Enquanto o governo decide as medidas a serem tomadas, a sociedade brasileira com sua capacidade de mobilização social mostra “como fazer”, e está criando estratégias de respostas imediatas com ações solidárias para atender necessidades básicas de alimentação, higiene, produção de material para segurança na saúde e outras expressivas ações, como as pesquisas e estudos. Esta resposta imediata da sociedade demonstra o seu reconhecimento do SUS e de seus trabalhadores que, mesmo em condições desprotegidas em que muitos se encontram, mostram o compromisso com a saúde das pessoas.

UBS Planalto. Foto: Divulgação/Facebook

Mas afinal, quem são as(os) trabalhadores de saúde? São todas as pessoas envolvidas, direta ou indiretamente, em ações cuja intenção principal é a melhoria da saúde e o trabalho é proteger e promover a saúde, que coletivamente e em toda a sua diversidade formam a força de trabalho, segundo a OMS (2006) e o MS (2004).

São também as pessoas que ajudam o Sistema funcionar, mas não prestam serviços de saúde diretamente à população, desempenham atividades essenciais como manutenção de prédios e equipamentos, distribuição de remédios, planejamento e estabelecimento de direções.

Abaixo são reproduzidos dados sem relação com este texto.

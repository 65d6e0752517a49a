//! Startup banner

use super::constants::{API_PREFIX, APP_NAME};
use crate::api::middleware::is_all_interfaces;

/// Print the API address and where spans are read from
pub fn print_banner(host: &str, port: u16, source: &str) {
    let display_host = if is_all_interfaces(host) {
        "localhost"
    } else {
        host
    };

    println!();
    println!(
        "  \x1b[1m\x1b[36m{}\x1b[0m \x1b[90mv{}\x1b[0m",
        APP_NAME,
        env!("CARGO_PKG_VERSION")
    );
    println!();

    const W: usize = 10;
    println!(
        "  \x1b[32m➜\x1b[0m  \x1b[1m{:<W$}\x1b[0m \x1b[36mhttp://{}:{}{}\x1b[0m",
        "API:", display_host, port, API_PREFIX
    );
    println!("  \x1b[33m➜\x1b[0m  \x1b[1m{:<W$}\x1b[0m {}", "Spans:", source);
    println!();
}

É a espinha dorsal invisível do SUS, que está na administração, gestão, estatística e no apoio como um todo.

Todos(as) vivenciam cotidianamente situações e emoções de insegurança, medo, tristeza, dores, morte, ou seja, a imprevisibilidade a que estão submetidos(as) com as demandas e as decisões a serem tomadas, influenciam diretamente a vida destes(as) trabalhadores(as).

É nesse sentido que o enfrentamento do coronavírus torna evidente a concepção ampliada de saúde, reconhecida como decorrente das condições de trabalho, renda, moradia, educação, lazer, transporte, segurança, cultura, acesso aos bens e serviços produzidos socialmente.

Esta visão de totalidade defendida constitucionalmente, mostra o significado social de atividades e de profissões consideradas de pouca importância em nossa sociedade, como da segurança pública, limpeza, cozinheira, pequeno produtor, motoqueiro, caminhoneiro, frentista, balconista, repórter, fotógrafo e diversos outros, que neste isolamento social nos mantem na segurança de nossas casas.

Por fim, é uma crise que pode trazer novos significados para nossa sociedade e não deve ser esquecida. Merece reflexões e debates para transformações na maneira de como nos relacionamos e como priorizamos o que realmente tem valor. A partir dela podemos ter a coragem de decidir coletivamente que tipo de sociabilidade queremos, assim, o isolamento social pode ser uma oportunidade de reconhecer que toda atividade humana é fundamental para a sociedade.

Artigo de Fernanda de Oliveira Sarreta, professora do Curso de Serviço Social da Faculdade de Ciências Humanas e Sociais, UNESP, Câmpus de Franca/SP. Coordenadora do Grupo Quavisss – Política de Saúde e Serviço Social.